3. For a wedding to be a real success...open bar. Enough said.
4. Dance. Dance like Kevin Bacon in Footloose. Be a fool. Dance like no one is watching. Because really...no one is. No one will remember how you were dancing, because there is an open bar. (unless there is a videographer...in which case, well...just be aware that you are on camera for the rest of eternity)
5. Talk to people you normally might never talk to. Just plop your ass right down next to them and say hello. You know what? They'll say hello back. And if the conversation starts to get awkward, just scream "I LOVE THIS SONG!" and run out to the dance floor.
6. Be sure to tell everyone how much you love them. Preferably, tell them that you "heart" them. And how they are your most favoritest people in the whole wide world. Be sure to say that to everyone you talk to.

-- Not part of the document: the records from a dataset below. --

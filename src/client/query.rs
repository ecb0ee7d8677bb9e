//! Query-string construction for fetch calls.

// self
use crate::_prelude::*;

/// Query parameters encoded in key order.
pub type QueryParams = BTreeMap<String, String>;

/// Appends `params` to `path` as `key=value&...`, URL-encoding each pair.
///
/// Returns `path` untouched (no trailing `?`) when `params` is empty.
pub fn append_query(path: &str, params: &QueryParams) -> String {
	if params.is_empty() {
		return path.to_owned();
	}

	let encoded = url::form_urlencoded::Serializer::new(String::new()).extend_pairs(params).finish();
	let separator = if path.contains('?') { '&' } else { '?' };

	format!("{path}{separator}{encoded}")
}

#[cfg(test)]
mod tests {
	// self
	use super::*;

	fn params(pairs: &[(&str, &str)]) -> QueryParams {
		pairs.iter().map(|(k, v)| ((*k).to_owned(), (*v).to_owned())).collect()
	}

	#[test]
	fn empty_params_leave_path_untouched() {
		assert_eq!(append_query("/v1/vault/accounts", &QueryParams::new()), "/v1/vault/accounts");
	}

	#[test]
	fn params_are_sorted_and_encoded() {
		let query = params(&[("status", "COMPLETED"), ("after", "1 2&3"), ("limit", "10")]);

		assert_eq!(
			append_query("/v1/transactions", &query),
			"/v1/transactions?after=1+2%263&limit=10&status=COMPLETED",
		);
	}

	#[test]
	fn existing_query_is_extended() {
		let query = params(&[("limit", "5")]);

		assert_eq!(append_query("/v1/users?orderBy=name", &query), "/v1/users?orderBy=name&limit=5");
	}
}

I am sure that I have lots more tips, but basically...eat, drink, be merry. Dance your fool head off.
Speaking of dancing, wedding are the best places in the world for white people to get their groove on. I tried to get several men on the dance floor over the past three weeks, and each time I was told, "I don't dance, I'm white." Whatever.
The following songs are a must...trust me, I'd been to 40 weddings by the time I was 21, so I know.
- "Old Time Rock n Roll" - As a little kid, I was the one to request this at each and every one of my cousin's weddings. I swear, there was one time that they played it three times, and that was the best. wedding. ever.
- "Love Shack" - Wanna get people on the dance floor shaking their groove thing? There will be shaking and jumping and screaming of the lyrics. Fun will be had.
- "Shout" - Yes, Shout. At my cousin's son's wedding, it was decided that not only was it played at the mother's wedding, but also her mother's wedding. The song stands the test of time.
- "Summer of 69" - Did you know that Bryan Adams was 9 years old in the summer of 1969? I don't think he was talking about the year when he wrote the song...and everyone knows it.
- "Footloose" - Yes, another song from the 80s. But there is nothing like watching a bunch of people standing in a circle on the dance floor kicking their feet out and doing the Willard Shuffle. And knowing exactly what they are trying to emulate. And then running out to join them.
- "Wonderful Tonight" - Since most of the guests will NOT be in their prime, they need a break every now and then with a slow song. This one'll get even the laziest of husbands on the dance floor.
- "The Electric Slide" - I don't care how corny and 90s it is. Everyone knows it, and grandma will like watching the kids and adults trip over their feet.
"The Devil Went Down to Georgia"
Bonus points if someone hands me the microphone.
I am sure there are a ton of other songs that you MUST hear at a wedding reception. What are your favorites?